APPROVAL OF THE APPELLATE DIVISION

SUPERIOR COURT OF NEW JERSEY

APPELLATE DIVISION

DOCKET NO. A-6315-03T46315-03T4

STATE OF NEW JERSEY,

Plaintiff-Respondent,

v.

BRUCE BRANDECKER,

Defendant-Appellant.

__________________________________________

 

Submitted February 1, 2006 - Decided March 17, 2006

Before Judges Conley and Weissbard.

On appeal from Superior Court of New

Jersey, Law Division, Passaic County,

Ind. No. 02-06-0742.

Yvonne Smith Segars, Public Defender, attorney

for appellant (James A. Plaisted, Designated

Counsel, of counsel and on the brief).

James F. Avigliano, Passaic County Prosecutor,

attorney for respondent (Terry Bogorad, Senior

Assistant Prosecutor, of counsel and on the brief).

PER CURIAM

Defendant Bruce Brandecker appeals his conviction, entered after a guilty plea, to first-degree robbery with a handgun, N.J.S.A. 2C:15-1. Pursuant to a plea agreement, defendant was sentenced on March 11, 2003 as a second-degree offender, to a seven-year prison term, subject to the No Early Release Act (NERA), N.J.S.A. 2C:43-7.2.

Defendant was a sixteen-year-old juvenile at the time of the offense on January 28, 2002. On appeal, defendant challenges the prosecutor's decision to try him as an adult, arguing that it was arbitrary, and, further, that the prosecutor's motion to have him tried as an adult was untimely, in that it was filed outside of what he contends is the thirty-day time limit of N.J.S.A. 2A:4A-26(d). Finally, defendant also argues that his attorney was ineffective in advising him to plead guilty to the robbery charge. In his reply brief, defendant invokes State v. Natale, 184 N.J. 458 (2005) (Natale II). In his pro se supplemental brief defendant contends as follows:

POINT I

DURING HIS PRETRIAL STAGE THE DEFENDANT WAS DENIED HIS CONSTITUTIONAL RIGHT TO ACCESS TO THE COURTS.

POINT II

RESTRICTIONS WITHIN THE CONFINES OF THE DETENTION CENTER PREVENTED THE DEFENDANT FROM ASSISTING IN THE PREPARATION OF HIS DEFENSE.

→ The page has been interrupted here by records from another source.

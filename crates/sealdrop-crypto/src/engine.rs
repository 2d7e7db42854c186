//! File encryption engine: one AEAD instance bound to a single key
//!
//! Produces and consumes the `[nonce][ciphertext][tag]` wire format. Buffered
//! calls go through the `aes-gcm` one-shot API; the streaming calls run the
//! incremental state machine in [`crate::gcm`] so a multi-gigabyte file never
//! has to fit in memory.

use std::collections::HashSet;
use std::io::{ErrorKind, Read, Seek, SeekFrom, Write};
use std::time::Instant;

use aes::cipher::generic_array::GenericArray;
use aes_gcm::aead::{Aead, KeyInit};
use aes_gcm::Aes256Gcm;
use rand::{rngs::OsRng, RngCore};

use crate::error::{CryptoError, CryptoResult};
use crate::gcm::GcmStream;
use crate::key::SymmetricKey;
use crate::{CHUNK_SIZE, NONCE_SIZE, TAG_SIZE};

/// AES-256-GCM cipher bound to one key, usable for several files.
///
/// Tracks every nonce it has handed out and redraws on collision, so the same
/// (key, nonce) pair is never used twice within one instance's lifetime. The
/// set lives only in memory and is owned exclusively by this instance: do not
/// share one `FileCipher` across unsynchronized concurrent encryptions —
/// give each pipeline its own instance (or its own key) instead.
pub struct FileCipher {
    key: SymmetricKey,
    used_nonces: HashSet<[u8; NONCE_SIZE]>,
}

impl FileCipher {
    pub fn new(key: SymmetricKey) -> Self {
        Self {
            key,
            used_nonces: HashSet::new(),
        }
    }

    /// Construct with a freshly generated random key.
    pub fn generate() -> Self {
        Self::new(SymmetricKey::generate())
    }

    /// Construct from raw key bytes, rejecting any length other than 32.
    pub fn from_key_bytes(bytes: &[u8]) -> CryptoResult<Self> {
        Ok(Self::new(SymmetricKey::from_slice(bytes)?))
    }

    pub fn key(&self) -> &SymmetricKey {
        &self.key
    }

    /// Encrypt a whole buffer, returning `[nonce][ciphertext][tag]`.
    pub fn encrypt(&mut self, plaintext: &[u8]) -> CryptoResult<Vec<u8>> {
        let nonce = self.next_nonce();
        let cipher = Aes256Gcm::new(GenericArray::from_slice(self.key.as_bytes()));
        let sealed = cipher
            .encrypt(GenericArray::from_slice(&nonce), plaintext)
            .map_err(|_| {
                CryptoError::InvalidParameter("plaintext exceeds AES-GCM length limit".into())
            })?;

        let mut blob = Vec::with_capacity(NONCE_SIZE + sealed.len());
        blob.extend_from_slice(&nonce);
        blob.extend_from_slice(&sealed);
        Ok(blob)
    }

    /// Decrypt a whole `[nonce][ciphertext][tag]` blob.
    ///
    /// Verify-then-release: no plaintext is returned unless the tag checks
    /// out. Truncated blobs and authentication failures both surface as
    /// [`CryptoError::Decryption`].
    pub fn decrypt(&self, blob: &[u8]) -> CryptoResult<Vec<u8>> {
        if blob.len() < NONCE_SIZE + TAG_SIZE {
            return Err(CryptoError::Decryption);
        }
        let (nonce, sealed) = blob.split_at(NONCE_SIZE);
        let cipher = Aes256Gcm::new(GenericArray::from_slice(self.key.as_bytes()));
        cipher
            .decrypt(GenericArray::from_slice(nonce), sealed)
            .map_err(|_| CryptoError::Decryption)
    }

    /// Encrypt a byte stream in 64 KiB chunks, writing `[nonce][ciphertext]
    /// [tag]` in that order. Memory use is bounded by the chunk size.
    ///
    /// Returns the total number of bytes written (plaintext length + 28).
    /// Inputs past AES-GCM's per-message limit (just under 64 GiB) fail with
    /// [`CryptoError::InvalidParameter`] rather than reusing keystream.
    pub fn encrypt_stream<R: Read, W: Write>(
        &mut self,
        mut reader: R,
        mut writer: W,
    ) -> CryptoResult<u64> {
        let start = Instant::now();

        let nonce = self.next_nonce();
        writer.write_all(&nonce)?;

        let mut gcm = GcmStream::new(self.key.as_bytes(), &nonce);
        let mut buf = vec![0u8; CHUNK_SIZE];
        let mut written = NONCE_SIZE as u64;
        loop {
            let n = match reader.read(&mut buf) {
                Ok(0) => break,
                Ok(n) => n,
                Err(e) if e.kind() == ErrorKind::Interrupted => continue,
                Err(e) => return Err(e.into()),
            };
            gcm.encrypt_chunk(&mut buf[..n])?;
            writer.write_all(&buf[..n])?;
            written += n as u64;
        }

        let tag = gcm.finalize();
        writer.write_all(&tag)?;
        written += TAG_SIZE as u64;

        tracing::debug!(
            bytes = written,
            elapsed_ms = start.elapsed().as_millis() as u64,
            "stream encryption complete"
        );
        Ok(written)
    }

    /// Decrypt a seekable `[nonce][ciphertext][tag]` source in 64 KiB chunks.
    ///
    /// The tag is read from the tail before any ciphertext is processed, but
    /// plaintext chunks are written out as they are produced and are
    /// unverified until the final tag check: if this returns an error, the
    /// caller must discard everything written to `writer`.
    ///
    /// Returns the number of plaintext bytes written.
    pub fn decrypt_stream<R: Read + Seek, W: Write>(
        &self,
        mut reader: R,
        mut writer: W,
    ) -> CryptoResult<u64> {
        let start = Instant::now();

        let total = reader.seek(SeekFrom::End(0))?;
        if total < (NONCE_SIZE + TAG_SIZE) as u64 {
            return Err(CryptoError::Decryption);
        }
        let body_len = total - (NONCE_SIZE + TAG_SIZE) as u64;

        reader.seek(SeekFrom::End(-(TAG_SIZE as i64)))?;
        let mut tag = [0u8; TAG_SIZE];
        reader.read_exact(&mut tag)?;

        reader.seek(SeekFrom::Start(0))?;
        let mut nonce = [0u8; NONCE_SIZE];
        reader.read_exact(&mut nonce)?;

        let mut gcm = GcmStream::new(self.key.as_bytes(), &nonce);
        let mut body = reader.take(body_len);
        let mut buf = vec![0u8; CHUNK_SIZE];
        let mut written = 0u64;
        loop {
            let n = match body.read(&mut buf) {
                Ok(0) => break,
                Ok(n) => n,
                Err(e) if e.kind() == ErrorKind::Interrupted => continue,
                Err(e) => return Err(e.into()),
            };
            gcm.decrypt_chunk(&mut buf[..n])?;
            writer.write_all(&buf[..n])?;
            written += n as u64;
        }

        gcm.verify(&tag)?;

        tracing::debug!(
            bytes = written,
            elapsed_ms = start.elapsed().as_millis() as u64,
            "stream decryption complete"
        );
        Ok(written)
    }

    fn next_nonce(&mut self) -> [u8; NONCE_SIZE] {
        let mut nonce = [0u8; NONCE_SIZE];
        loop {
            OsRng.fill_bytes(&mut nonce);
            // insert() is false if this nonce was already drawn for this key
            if self.used_nonces.insert(nonce) {
                return nonce;
            }
        }
    }
}

#[cfg(test)]
mod tests {
    use super::*;
    use proptest::prelude::*;
    use std::io::Cursor;

    fn make_data(size: usize) -> Vec<u8> {
        (0..size)
            .map(|i| (i.wrapping_mul(7) ^ (i >> 3)) as u8)
            .collect()
    }

    fn test_cipher() -> FileCipher {
        FileCipher::new(SymmetricKey::from_bytes([0x42u8; 32]))
    }

    #[test]
    fn test_buffered_roundtrip() {
        let mut cipher = test_cipher();
        let plaintext = b"hello, encrypted world!";

        let blob = cipher.encrypt(plaintext).unwrap();
        let decrypted = cipher.decrypt(&blob).unwrap();

        assert_eq!(&decrypted, plaintext);
    }

    #[test]
    fn test_blob_layout() {
        let mut cipher = test_cipher();
        let plaintext = make_data(1000);

        let blob = cipher.encrypt(&plaintext).unwrap();

        // nonce (12) + ciphertext (1000) + tag (16)
        assert_eq!(blob.len(), NONCE_SIZE + 1000 + TAG_SIZE);
    }

    #[test]
    fn test_empty_plaintext() {
        let mut cipher = test_cipher();
        let blob = cipher.encrypt(b"").unwrap();
        assert_eq!(blob.len(), NONCE_SIZE + TAG_SIZE);
        assert_eq!(cipher.decrypt(&blob).unwrap(), b"");
    }

    #[test]
    fn test_stream_and_buffered_interoperate() {
        // The streaming encryptor and the aes-gcm one-shot must produce and
        // accept the same wire format.
        for size in [0, 1, CHUNK_SIZE - 1, CHUNK_SIZE, CHUNK_SIZE + 1, 3 * CHUNK_SIZE + 17] {
            let plaintext = make_data(size);
            let mut cipher = test_cipher();

            let mut streamed = Vec::new();
            cipher
                .encrypt_stream(Cursor::new(&plaintext), &mut streamed)
                .unwrap();
            assert_eq!(streamed.len(), plaintext.len() + NONCE_SIZE + TAG_SIZE);
            assert_eq!(cipher.decrypt(&streamed).unwrap(), plaintext, "size {size}");

            let buffered = cipher.encrypt(&plaintext).unwrap();
            let mut out = Vec::new();
            cipher
                .decrypt_stream(Cursor::new(&buffered), &mut out)
                .unwrap();
            assert_eq!(out, plaintext, "size {size}");
        }
    }

    #[test]
    fn test_stream_roundtrip_multi_chunk() {
        let plaintext = make_data(200_000);
        let mut cipher = test_cipher();

        let mut sealed = Vec::new();
        let written = cipher
            .encrypt_stream(Cursor::new(&plaintext), &mut sealed)
            .unwrap();
        assert_eq!(written, sealed.len() as u64);

        let mut out = Vec::new();
        let read = cipher.decrypt_stream(Cursor::new(&sealed), &mut out).unwrap();
        assert_eq!(read, plaintext.len() as u64);
        assert_eq!(out, plaintext);
    }

    #[test]
    fn test_nonce_uniqueness() {
        let mut cipher = test_cipher();
        let plaintext = b"same plaintext";

        let blob1 = cipher.encrypt(plaintext).unwrap();
        let blob2 = cipher.encrypt(plaintext).unwrap();

        assert_ne!(&blob1[..NONCE_SIZE], &blob2[..NONCE_SIZE], "nonces must differ");
        assert_ne!(blob1, blob2, "ciphertexts must differ");
    }

    #[test]
    fn test_tampered_ciphertext_rejected() {
        let mut cipher = test_cipher();
        let blob = cipher.encrypt(b"secret data").unwrap();

        for idx in [NONCE_SIZE, blob.len() / 2, blob.len() - TAG_SIZE] {
            let mut tampered = blob.clone();
            tampered[idx] ^= 0x01;
            assert!(
                matches!(cipher.decrypt(&tampered), Err(CryptoError::Decryption)),
                "flip at byte {idx} must fail authentication"
            );
        }
    }

    #[test]
    fn test_tampered_tag_rejected() {
        let mut cipher = test_cipher();
        let mut blob = cipher.encrypt(b"secret data").unwrap();
        let last = blob.len() - 1;
        blob[last] ^= 0x80;

        assert!(matches!(cipher.decrypt(&blob), Err(CryptoError::Decryption)));
    }

    #[test]
    fn test_wrong_key_rejected() {
        let mut cipher1 = FileCipher::new(SymmetricKey::from_bytes([1u8; 32]));
        let cipher2 = FileCipher::new(SymmetricKey::from_bytes([2u8; 32]));

        let blob = cipher1.encrypt(b"secret data").unwrap();
        assert!(matches!(cipher2.decrypt(&blob), Err(CryptoError::Decryption)));
    }

    #[test]
    fn test_truncated_blob_rejected() {
        let cipher = test_cipher();
        assert!(matches!(
            cipher.decrypt(&[0u8; NONCE_SIZE + TAG_SIZE - 1]),
            Err(CryptoError::Decryption)
        ));
        assert!(matches!(cipher.decrypt(b""), Err(CryptoError::Decryption)));
    }

    #[test]
    fn test_truncated_stream_rejected() {
        let cipher = test_cipher();
        let mut out = Vec::new();
        let result = cipher.decrypt_stream(Cursor::new(vec![0u8; 10]), &mut out);
        assert!(matches!(result, Err(CryptoError::Decryption)));
    }

    #[test]
    fn test_from_key_bytes_validates_length() {
        assert!(FileCipher::from_key_bytes(&[0u8; 32]).is_ok());
        assert!(matches!(
            FileCipher::from_key_bytes(&[0u8; 31]),
            Err(CryptoError::InvalidKey { expected: 32, actual: 31 })
        ));
    }

    proptest! {
        #![proptest_config(ProptestConfig::with_cases(64))]

        #[test]
        fn prop_stream_roundtrip(plaintext in proptest::collection::vec(any::<u8>(), 0..4096)) {
            let mut cipher = test_cipher();
            let mut sealed = Vec::new();
            cipher.encrypt_stream(Cursor::new(&plaintext), &mut sealed).unwrap();

            let mut out = Vec::new();
            cipher.decrypt_stream(Cursor::new(&sealed), &mut out).unwrap();
            prop_assert_eq!(out, plaintext);
        }
    }
}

We conclude that defendant's supplemental issues are without sufficient merit to warrant discussion in a written opinion. R. 2:11-3(e)(2). We also conclude that defendant's ineffective assistance of counsel claim is not suited for review on direct appeal but is best left to post-conviction relief. State v. Preciose, 129 N.J. 451, 460 (1992).

We reject defendant's argument that the prosecutor's waiver motion was filed outside the time limit provided by N.J.S.A. 2A:4A-26(d), which provides that the motion be filed "within 30 days of receipt of the complaint," a period that can only be extended "for good cause shown." Factually, defendant's argument is premised on the claim that the waiver motion was first made orally on March 6, 2002, the complaint having been filed on January 29, 2002. However, in its response, the State points out that the motion was actually filed on February 19, 2002, an assertion supported by an entry to that effect in the Family Automated Case Tracking System. Defendant does not seek to counter the State's assertion in his reply brief. Accordingly, the argument is without factual foundation.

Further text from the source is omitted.